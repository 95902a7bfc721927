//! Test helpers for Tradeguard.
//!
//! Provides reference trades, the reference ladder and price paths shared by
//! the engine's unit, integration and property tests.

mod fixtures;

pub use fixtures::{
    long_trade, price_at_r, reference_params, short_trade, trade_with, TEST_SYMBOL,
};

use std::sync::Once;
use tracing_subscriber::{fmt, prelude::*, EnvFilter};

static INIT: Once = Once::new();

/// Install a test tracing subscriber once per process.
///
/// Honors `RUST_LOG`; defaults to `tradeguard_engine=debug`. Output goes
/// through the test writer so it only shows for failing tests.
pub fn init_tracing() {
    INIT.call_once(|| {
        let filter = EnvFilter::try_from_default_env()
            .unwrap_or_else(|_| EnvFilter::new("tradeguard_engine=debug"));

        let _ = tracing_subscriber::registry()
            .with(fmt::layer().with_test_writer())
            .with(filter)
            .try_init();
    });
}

***

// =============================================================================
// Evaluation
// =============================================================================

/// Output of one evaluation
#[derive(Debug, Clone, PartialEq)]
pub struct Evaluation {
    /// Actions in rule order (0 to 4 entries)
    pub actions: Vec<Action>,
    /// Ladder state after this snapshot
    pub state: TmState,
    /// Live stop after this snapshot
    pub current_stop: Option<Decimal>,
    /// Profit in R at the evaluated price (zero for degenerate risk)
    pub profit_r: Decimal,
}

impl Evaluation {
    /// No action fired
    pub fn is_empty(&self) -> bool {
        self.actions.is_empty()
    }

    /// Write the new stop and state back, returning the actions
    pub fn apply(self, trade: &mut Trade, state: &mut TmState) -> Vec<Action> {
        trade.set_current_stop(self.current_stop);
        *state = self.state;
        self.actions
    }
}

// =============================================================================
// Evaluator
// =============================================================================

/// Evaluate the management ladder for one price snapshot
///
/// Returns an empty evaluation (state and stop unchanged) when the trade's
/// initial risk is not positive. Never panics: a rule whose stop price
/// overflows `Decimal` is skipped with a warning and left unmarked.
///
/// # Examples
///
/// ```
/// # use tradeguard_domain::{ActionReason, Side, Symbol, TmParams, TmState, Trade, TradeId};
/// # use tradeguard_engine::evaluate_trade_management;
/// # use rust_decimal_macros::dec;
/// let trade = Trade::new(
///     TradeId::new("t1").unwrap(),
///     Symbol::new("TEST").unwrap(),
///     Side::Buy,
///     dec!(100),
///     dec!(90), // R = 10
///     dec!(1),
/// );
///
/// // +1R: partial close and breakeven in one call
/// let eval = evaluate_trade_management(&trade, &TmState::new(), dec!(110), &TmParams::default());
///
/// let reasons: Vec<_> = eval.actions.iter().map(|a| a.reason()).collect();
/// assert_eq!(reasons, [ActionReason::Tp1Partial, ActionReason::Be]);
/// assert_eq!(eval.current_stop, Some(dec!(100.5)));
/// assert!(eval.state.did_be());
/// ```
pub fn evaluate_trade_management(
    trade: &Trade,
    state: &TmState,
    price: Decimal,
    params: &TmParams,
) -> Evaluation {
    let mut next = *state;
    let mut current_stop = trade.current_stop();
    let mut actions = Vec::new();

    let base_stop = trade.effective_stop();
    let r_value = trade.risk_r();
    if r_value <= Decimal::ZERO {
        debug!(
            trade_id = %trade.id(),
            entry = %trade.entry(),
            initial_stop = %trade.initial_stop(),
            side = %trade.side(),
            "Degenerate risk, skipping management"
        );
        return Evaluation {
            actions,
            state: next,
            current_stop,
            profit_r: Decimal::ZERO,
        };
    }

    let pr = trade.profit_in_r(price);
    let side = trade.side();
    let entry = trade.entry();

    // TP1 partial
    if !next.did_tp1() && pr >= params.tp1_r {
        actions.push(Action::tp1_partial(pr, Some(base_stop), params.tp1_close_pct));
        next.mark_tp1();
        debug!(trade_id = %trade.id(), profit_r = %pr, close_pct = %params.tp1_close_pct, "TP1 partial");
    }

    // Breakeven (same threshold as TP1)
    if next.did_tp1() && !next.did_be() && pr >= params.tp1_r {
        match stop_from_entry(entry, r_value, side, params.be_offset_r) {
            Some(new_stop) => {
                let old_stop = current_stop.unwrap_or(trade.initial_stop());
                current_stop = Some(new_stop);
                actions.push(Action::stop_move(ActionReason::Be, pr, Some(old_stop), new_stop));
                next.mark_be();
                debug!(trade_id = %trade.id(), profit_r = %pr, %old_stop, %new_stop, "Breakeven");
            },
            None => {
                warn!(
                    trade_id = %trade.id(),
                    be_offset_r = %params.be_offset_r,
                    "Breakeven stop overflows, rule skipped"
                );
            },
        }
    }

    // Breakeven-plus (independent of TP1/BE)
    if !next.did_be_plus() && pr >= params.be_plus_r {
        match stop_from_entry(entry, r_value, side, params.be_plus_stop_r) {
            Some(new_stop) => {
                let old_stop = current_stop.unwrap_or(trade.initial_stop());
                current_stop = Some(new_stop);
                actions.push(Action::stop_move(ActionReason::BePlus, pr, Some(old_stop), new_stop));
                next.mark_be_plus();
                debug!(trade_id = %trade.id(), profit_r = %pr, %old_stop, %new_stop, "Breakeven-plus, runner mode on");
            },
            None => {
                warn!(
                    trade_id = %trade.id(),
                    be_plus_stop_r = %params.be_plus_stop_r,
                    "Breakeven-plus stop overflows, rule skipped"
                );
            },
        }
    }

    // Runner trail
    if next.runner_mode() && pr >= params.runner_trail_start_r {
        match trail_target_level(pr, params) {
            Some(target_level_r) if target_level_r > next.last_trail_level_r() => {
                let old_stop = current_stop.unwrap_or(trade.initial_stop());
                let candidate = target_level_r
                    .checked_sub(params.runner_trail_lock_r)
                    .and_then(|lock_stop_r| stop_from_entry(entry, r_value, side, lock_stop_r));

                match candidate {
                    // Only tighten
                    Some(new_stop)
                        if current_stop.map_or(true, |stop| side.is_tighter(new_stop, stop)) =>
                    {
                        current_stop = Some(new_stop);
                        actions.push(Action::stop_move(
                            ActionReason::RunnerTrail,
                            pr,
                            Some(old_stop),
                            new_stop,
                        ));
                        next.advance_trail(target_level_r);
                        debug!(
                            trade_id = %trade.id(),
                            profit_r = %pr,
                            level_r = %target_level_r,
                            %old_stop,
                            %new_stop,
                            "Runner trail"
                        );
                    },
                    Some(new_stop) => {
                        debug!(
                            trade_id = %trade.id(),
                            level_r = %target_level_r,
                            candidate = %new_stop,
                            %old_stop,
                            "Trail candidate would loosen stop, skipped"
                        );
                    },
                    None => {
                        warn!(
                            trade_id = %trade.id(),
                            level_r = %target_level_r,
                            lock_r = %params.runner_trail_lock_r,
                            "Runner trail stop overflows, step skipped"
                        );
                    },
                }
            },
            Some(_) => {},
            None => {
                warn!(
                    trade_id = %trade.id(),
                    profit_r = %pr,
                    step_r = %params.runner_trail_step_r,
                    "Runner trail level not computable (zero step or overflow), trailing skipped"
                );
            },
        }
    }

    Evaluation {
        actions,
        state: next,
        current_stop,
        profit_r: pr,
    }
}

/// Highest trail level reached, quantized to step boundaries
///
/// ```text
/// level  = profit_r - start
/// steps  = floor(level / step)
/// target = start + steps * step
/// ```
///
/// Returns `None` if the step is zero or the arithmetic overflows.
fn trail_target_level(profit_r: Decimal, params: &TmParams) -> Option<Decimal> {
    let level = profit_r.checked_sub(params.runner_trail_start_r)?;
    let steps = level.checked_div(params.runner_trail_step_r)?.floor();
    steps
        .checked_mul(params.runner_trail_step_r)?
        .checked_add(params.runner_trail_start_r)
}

***

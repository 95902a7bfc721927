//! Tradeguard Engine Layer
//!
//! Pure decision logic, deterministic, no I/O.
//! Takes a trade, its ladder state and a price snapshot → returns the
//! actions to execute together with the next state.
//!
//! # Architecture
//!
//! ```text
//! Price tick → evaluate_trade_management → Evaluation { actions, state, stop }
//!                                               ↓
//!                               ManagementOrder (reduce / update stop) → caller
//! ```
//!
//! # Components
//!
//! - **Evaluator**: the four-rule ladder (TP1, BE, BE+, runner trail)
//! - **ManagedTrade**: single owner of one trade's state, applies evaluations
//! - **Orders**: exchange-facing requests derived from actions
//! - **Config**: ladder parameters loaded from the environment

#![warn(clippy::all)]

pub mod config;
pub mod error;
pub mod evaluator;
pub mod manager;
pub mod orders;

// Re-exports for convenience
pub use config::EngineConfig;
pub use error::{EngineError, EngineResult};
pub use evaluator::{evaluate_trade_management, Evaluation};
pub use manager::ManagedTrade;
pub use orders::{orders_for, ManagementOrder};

***

**Goal of the exercise:** Present each line from the listing that holds the string "push".

**Task response:**
        actions.push(Action::tp1_partial(pr, Some(base_stop), params.tp1_close_pct));
                actions.push(Action::stop_move(ActionReason::Be, pr, Some(old_stop), new_stop));
                actions.push(Action::stop_move(ActionReason::BePlus, pr, Some(old_stop), new_stop));
                        actions.push(Action::stop_move(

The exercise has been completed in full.